A, complete spinal cord sections were generated by reconstructing images from 2-μm-thick, epoxy resin-embedded sections of PITPα^+/+ stained with toluidine blue O (left, number of images n = 30) and PITPα^−/− spinal cord (right, n = 22). Bars are 0.15 mm. B, images from the ventral interface between gray and white matter (GM/WM interface) of cervical spinal cord sections. Top panels, representative images of PITPα^+/+ motor neuron cell bodies (left, open arrows) and abnormally dark staining PITPα^−/− motor neuron cell bodies (right, dark arrows) are indicated. Bars are as follows: left, 50 μm; right, 100 μm. WM regions are indicated. Bottom panels, additional images from GM/WM interface of PITPα^−/− cervical spinal cord are shown.
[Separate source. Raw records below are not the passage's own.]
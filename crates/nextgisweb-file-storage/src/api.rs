//! Upload API.
//!
//! `PUT /api/component/file_upload/upload` stores the raw request body as a
//! temporary upload and answers with its metadata. The optional `name`
//! query parameter and the `Content-Type` header are kept in the metadata.

use axum::routing::put;
use axum::Json;
use bytes::Bytes;
use http::header::CONTENT_TYPE;
use http::HeaderMap;
use serde::Deserialize;

use nextgisweb_core::NgwResult;
use nextgisweb_web::{ApiQuery, ApiResult, Configurator, RequestEnv};

use crate::upload::{FileUpload, UploadMeta};

#[derive(Debug, Default, Deserialize)]
pub struct UploadParams {
    pub name: Option<String>,
}

async fn upload(
    RequestEnv(env): RequestEnv,
    ApiQuery(params): ApiQuery<UploadParams>,
    headers: HeaderMap,
    body: Bytes,
) -> ApiResult<Json<UploadMeta>> {
    let file_upload = env.service::<FileUpload>()?;
    let mime_type = headers
        .get(CONTENT_TYPE)
        .and_then(|v| v.to_str().ok())
        .map(str::to_string);
    let meta = file_upload.store(&body, mime_type, params.name).await?;
    Ok(Json(meta))
}

pub fn setup_routes(config: &mut Configurator) -> NgwResult<()> {
    config.add_route("file_upload.upload", "/api/component/file_upload/upload")?;
    config.add_view("file_upload.upload", put(upload))
}
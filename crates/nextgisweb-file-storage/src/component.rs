//! The `file_storage` and `file_upload` components.

use std::path::PathBuf;
use std::sync::Arc;

use serde::Deserialize;

use nextgisweb_core::{Component, Env, NgwResult, SettingInfo};
use nextgisweb_db::Metadata;
use nextgisweb_web::{Configurator, WebComponent};

use crate::api;
use crate::model::FILEOBJ_META;
use crate::storage::FileStorage;
use crate::upload::FileUpload;

#[derive(Debug, Deserialize)]
#[serde(default)]
struct FileStorageSettings {
    path: PathBuf,
}

impl Default for FileStorageSettings {
    fn default() -> Self {
        Self {
            path: PathBuf::from("data/file_storage"),
        }
    }
}

#[derive(Debug, Deserialize)]
#[serde(default)]
struct FileUploadSettings {
    path: PathBuf,
}

impl Default for FileUploadSettings {
    fn default() -> Self {
        Self {
            path: PathBuf::from("data/file_upload"),
        }
    }
}

/// Provides [`FileStorage`] and registers the `fileobj` table.
#[derive(Debug, Default)]
pub struct FileStorageComponent;

impl Component for FileStorageComponent {
    fn identity(&self) -> &'static str {
        "file_storage"
    }

    fn version(&self) -> &'static str {
        env!("CARGO_PKG_VERSION")
    }

    fn settings_info(&self) -> &'static [SettingInfo] {
        &[SettingInfo {
            key: "path",
            desc: "Directory of the durable file store",
        }]
    }

    fn initialize(&self, env: &mut Env) -> NgwResult<()> {
        let settings: FileStorageSettings = env.settings().component(self.identity())?;
        env.service::<Metadata>()?.add(&FILEOBJ_META)?;
        tracing::debug!(path = %settings.path.display(), "File storage");
        env.provide(Arc::new(FileStorage::new(settings.path)));
        Ok(())
    }
}

impl WebComponent for FileStorageComponent {}

/// Provides [`FileUpload`] and serves the upload API.
#[derive(Debug, Default)]
pub struct FileUploadComponent;

impl Component for FileUploadComponent {
    fn identity(&self) -> &'static str {
        "file_upload"
    }

    fn version(&self) -> &'static str {
        env!("CARGO_PKG_VERSION")
    }

    fn settings_info(&self) -> &'static [SettingInfo] {
        &[SettingInfo {
            key: "path",
            desc: "Directory for temporary uploads",
        }]
    }

    fn initialize(&self, env: &mut Env) -> NgwResult<()> {
        let settings: FileUploadSettings = env.settings().component(self.identity())?;
        tracing::debug!(path = %settings.path.display(), "File upload");
        env.provide(Arc::new(FileUpload::new(settings.path)));
        Ok(())
    }
}

impl WebComponent for FileUploadComponent {
    fn setup_routes(&self, config: &mut Configurator) -> NgwResult<()> {
        api::setup_routes(config)
    }
}

#[cfg(test)]
mod tests {
    use super::*;
    use nextgisweb_core::Settings;
    use serde_json::json;

    #[test]
    fn test_paths_from_settings() {
        let mut settings = Settings::default();
        settings.set_component_option("file_storage", "path", json!("/srv/ngw/storage"));
        let mut env = Env::new(settings);
        env.provide(Arc::new(Metadata::new()));

        FileStorageComponent.initialize(&mut env).unwrap();
        FileUploadComponent.initialize(&mut env).unwrap();

        assert_eq!(
            env.service::<FileStorage>().unwrap().path(),
            std::path::Path::new("/srv/ngw/storage")
        );
        assert_eq!(
            env.service::<FileUpload>().unwrap().path(),
            std::path::Path::new("data/file_upload")
        );
        assert_eq!(
            env.service::<Metadata>().unwrap().table_names().unwrap(),
            vec!["fileobj"]
        );
    }
}
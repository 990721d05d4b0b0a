//! Request extractors.
//!
//! [`ApiJson`], [`ApiPath`] and [`ApiQuery`] wrap the axum extractors of the
//! same name and reject malformed input with a JSON [`ApiError`] body.

use std::convert::Infallible;
use std::sync::Arc;

use axum::extract::rejection::{JsonRejection, PathRejection, QueryRejection};
use axum::extract::{FromRequest, FromRequestParts, Path, Query, Request};
use axum::Json;
use http::request::Parts;
use serde::de::DeserializeOwned;

use nextgisweb_core::security::anonymous_principals;
use nextgisweb_core::{Env, NgwError, Principal};

use crate::config::Security;
use crate::error::ApiError;

/// The principals of the current request.
///
/// Without an authentication policy every request is anonymous.
#[derive(Debug, Clone, PartialEq, Eq)]
pub struct Principals(pub Vec<Principal>);

impl<S: Send + Sync> FromRequestParts<S> for Principals {
    type Rejection = Infallible;

    async fn from_request_parts(parts: &mut Parts, _state: &S) -> Result<Self, Self::Rejection> {
        let principals = parts
            .extensions
            .get::<Security>()
            .and_then(|security| security.authentication.as_ref())
            .map_or_else(anonymous_principals, |policy| {
                policy.effective_principals(&parts.headers)
            });
        Ok(Self(principals))
    }
}

/// The application [`Env`], set as a request property by the bootstrapper.
#[derive(Debug, Clone)]
pub struct RequestEnv(pub Arc<Env>);

impl<S: Send + Sync> FromRequestParts<S> for RequestEnv {
    type Rejection = ApiError;

    async fn from_request_parts(parts: &mut Parts, _state: &S) -> Result<Self, Self::Rejection> {
        parts
            .extensions
            .get::<Arc<Env>>()
            .cloned()
            .map(Self)
            .ok_or_else(|| {
                ApiError(NgwError::ImproperlyConfigured(
                    "Environment is not set as a request property".to_string(),
                ))
            })
    }
}

fn bad_request(what: &str, body_text: &str) -> ApiError {
    ApiError(NgwError::SerializationError(format!("{what}: {body_text}")))
}

/// A JSON request body.
#[derive(Debug, Clone)]
pub struct ApiJson<T>(pub T);

impl<T, S> FromRequest<S> for ApiJson<T>
where
    T: DeserializeOwned,
    S: Send + Sync,
{
    type Rejection = ApiError;

    async fn from_request(req: Request, state: &S) -> Result<Self, Self::Rejection> {
        match Json::<T>::from_request(req, state).await {
            Ok(Json(value)) => Ok(Self(value)),
            Err(rejection @ JsonRejection::MissingJsonContentType(_)) => {
                Err(bad_request("Expected a JSON request body", &rejection.body_text()))
            }
            Err(rejection) => Err(bad_request("Invalid JSON body", &rejection.body_text())),
        }
    }
}

/// Path parameters.
#[derive(Debug, Clone)]
pub struct ApiPath<T>(pub T);

impl<T, S> FromRequestParts<S> for ApiPath<T>
where
    T: DeserializeOwned + Send,
    S: Send + Sync,
{
    type Rejection = ApiError;

    async fn from_request_parts(parts: &mut Parts, state: &S) -> Result<Self, Self::Rejection> {
        Path::<T>::from_request_parts(parts, state)
            .await
            .map(|Path(value)| Self(value))
            .map_err(|rejection: PathRejection| {
                bad_request("Invalid path parameter", &rejection.body_text())
            })
    }
}

/// Query string parameters.
#[derive(Debug, Clone)]
pub struct ApiQuery<T>(pub T);

impl<T, S> FromRequestParts<S> for ApiQuery<T>
where
    T: DeserializeOwned,
    S: Send + Sync,
{
    type Rejection = ApiError;

    async fn from_request_parts(parts: &mut Parts, state: &S) -> Result<Self, Self::Rejection> {
        Query::<T>::from_request_parts(parts, state)
            .await
            .map(|Query(value)| Self(value))
            .map_err(|rejection: QueryRejection| {
                bad_request("Invalid query string", &rejection.body_text())
            })
    }
}
//! # nextgisweb-db
//!
//! Relational storage for nextgisweb models.
//!
//! ## Module Overview
//!
//! - [`value`] - The backend-agnostic [`Value`] enum, [`Row`] and [`FromValue`]
//! - [`model`] - The [`Model`] trait, [`ModelMeta`] and column definitions
//! - [`executor`] - The async [`DbExecutor`] trait and model CRUD functions
//! - [`sqlite`] - The `rusqlite`-based [`SqliteBackend`] and its [`Transaction`]
//! - [`component`] - The [`DbComponent`] and the shared table [`Metadata`]

// result_large_err: NgwError is the workspace error type and is used consistently
#![allow(clippy::result_large_err)]
#![allow(clippy::doc_markdown)]

pub mod component;
pub mod executor;
pub mod model;
pub mod sqlite;
pub mod value;

pub use component::{DbComponent, Metadata};
pub use executor::{
    delete_model, get_model, insert_model, select_models, update_model, DbExecutor,
};
pub use model::{ColumnDef, ColumnType, ForeignKey, Model, ModelMeta, OnDelete};
pub use sqlite::{SqliteBackend, Transaction};
pub use value::{FromValue, Row, Value};
//! Database executor trait and model CRUD operations.
//!
//! [`DbExecutor`] is the minimal async interface the model layer needs. It is
//! implemented by [`SqliteBackend`](crate::sqlite::SqliteBackend) and by its
//! [`Transaction`](crate::sqlite::Transaction), so every CRUD function here
//! works the same inside and outside a transaction.

use crate::model::Model;
use crate::value::{Row, Value};
use nextgisweb_core::{NgwError, NgwResult};

/// Minimal async database executor.
#[async_trait::async_trait]
pub trait DbExecutor: Send + Sync {
    /// Runs a statement that does not return rows. Returns rows affected.
    async fn execute_sql(&self, sql: &str, params: &[Value]) -> NgwResult<u64>;

    /// Runs a query and returns all result rows.
    async fn query(&self, sql: &str, params: &[Value]) -> NgwResult<Vec<Row>>;

    /// Runs an INSERT and returns the id of the inserted row.
    async fn insert_returning_id(&self, sql: &str, params: &[Value]) -> NgwResult<i64>;

    /// Runs a query and returns exactly one row.
    ///
    /// Returns `DoesNotExist` if no rows, `MultipleObjectsReturned` if more
    /// than one.
    async fn query_one(&self, sql: &str, params: &[Value]) -> NgwResult<Row> {
        let mut rows = self.query(sql, params).await?;
        match rows.len() {
            0 => Err(NgwError::DoesNotExist("No rows returned".to_string())),
            1 => Ok(rows.remove(0)),
            n => Err(NgwError::MultipleObjectsReturned(format!(
                "Expected 1 row, got {n}"
            ))),
        }
    }
}

fn quoted(names: &[&str]) -> String {
    names
        .iter()
        .map(|n| format!("\"{n}\""))
        .collect::<Vec<_>>()
        .join(", ")
}

/// Inserts a record.
///
/// A record without primary key gets the database-assigned id; a record
/// with a primary key (joined subtype rows) is inserted with that id.
pub async fn insert_model<M: Model>(model: &mut M, db: &dyn DbExecutor) -> NgwResult<()> {
    let mut fields = model.field_values();
    if let Some(pk) = model.pk() {
        fields.insert(0, (M::pk_field_name(), Value::Int(pk)));
    }

    let names: Vec<&str> = fields.iter().map(|(n, _)| *n).collect();
    let params: Vec<Value> = fields.into_iter().map(|(_, v)| v).collect();
    let sql = if names.is_empty() {
        format!("INSERT INTO \"{}\" DEFAULT VALUES", M::table_name())
    } else {
        let placeholders = vec!["?"; names.len()].join(", ");
        format!(
            "INSERT INTO \"{}\" ({}) VALUES ({placeholders})",
            M::table_name(),
            quoted(&names)
        )
    };

    let id = db.insert_returning_id(&sql, &params).await?;
    if model.pk().is_none() {
        model.set_pk(id);
    }
    tracing::trace!(table = M::table_name(), id, "Inserted row");
    Ok(())
}

/// Updates all non-pk columns of a saved record.
pub async fn update_model<M: Model>(model: &M, db: &dyn DbExecutor) -> NgwResult<()> {
    let pk = model.pk().ok_or_else(|| {
        NgwError::DatabaseError(format!(
            "Cannot update unsaved '{}' record",
            M::table_name()
        ))
    })?;

    let fields = model.field_values();
    if fields.is_empty() {
        return Ok(());
    }

    let assignments = fields
        .iter()
        .map(|(n, _)| format!("\"{n}\" = ?"))
        .collect::<Vec<_>>()
        .join(", ");
    let mut params: Vec<Value> = fields.into_iter().map(|(_, v)| v).collect();
    params.push(Value::Int(pk));

    let sql = format!(
        "UPDATE \"{}\" SET {assignments} WHERE \"{}\" = ?",
        M::table_name(),
        M::pk_field_name()
    );
    let affected = db.execute_sql(&sql, &params).await?;
    if affected == 0 {
        return Err(NgwError::DoesNotExist(format!(
            "'{}' with {} {pk} does not exist",
            M::table_name(),
            M::pk_field_name()
        )));
    }
    Ok(())
}

/// Deletes a record by its primary key. Deleting an unsaved record is a
/// no-op.
pub async fn delete_model<M: Model>(model: &M, db: &dyn DbExecutor) -> NgwResult<()> {
    let Some(pk) = model.pk() else {
        return Ok(());
    };
    let sql = format!(
        "DELETE FROM \"{}\" WHERE \"{}\" = ?",
        M::table_name(),
        M::pk_field_name()
    );
    db.execute_sql(&sql, &[Value::Int(pk)]).await?;
    Ok(())
}

/// Loads a record by primary key.
pub async fn get_model<M: Model>(db: &dyn DbExecutor, pk: i64) -> NgwResult<M> {
    let sql = format!(
        "SELECT {} FROM \"{}\" WHERE \"{}\" = ?",
        quoted(&M::meta().column_names()),
        M::table_name(),
        M::pk_field_name()
    );
    let row = db
        .query_one(&sql, &[Value::Int(pk)])
        .await
        .map_err(|e| match e {
            NgwError::DoesNotExist(_) => NgwError::DoesNotExist(format!(
                "'{}' with {} {pk} does not exist",
                M::table_name(),
                M::pk_field_name()
            )),
            other => other,
        })?;
    M::from_row(&row)
}

/// Loads records matching a WHERE fragment (`"layer_id" = ?`), ordered by
/// an ORDER BY fragment.
pub async fn select_models<M: Model>(
    db: &dyn DbExecutor,
    where_sql: &str,
    params: &[Value],
    order_by: &str,
) -> NgwResult<Vec<M>> {
    let mut sql = format!(
        "SELECT {} FROM \"{}\"",
        quoted(&M::meta().column_names()),
        M::table_name()
    );
    if !where_sql.is_empty() {
        sql.push_str(" WHERE ");
        sql.push_str(where_sql);
    }
    if !order_by.is_empty() {
        sql.push_str(" ORDER BY ");
        sql.push_str(order_by);
    }
    db.query(&sql, params)
        .await?
        .iter()
        .map(M::from_row)
        .collect()
}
Characteristic neurodegenerative symptoms include highly vacuolated cells (center panel, solid arrow), dark cells (right panel, solid arrows), and abnormally lightly stained cells without discrete intracellular structure (right panel, *). Bars are as follows: left, 100 μm; center, 50 μm; right, 20 μm. C, inflammatory cells in PITPα^−/− thoracic spinal cord. Left panel, mast cell (MC) and capillary lumen (C) are indicated. Right panel, macrophage (MF) and capillary lumen (C) are indicated. Bars are as follows: left, 20 μm; right, 5 μm. D, electron micrographs of myelin from the WM/GM interface of PITPα^+/+ (left) and PITPα^−/− spinal cord (center). Examples of myelinated axons are indicated by arrows. Right panel, cells that may be remodeling myelin are present in large numbers in PITPα^−/− mice and an example is indicated (*). Bars are as follows: left, 15 μm; center, 10 μm; right, 6 μm.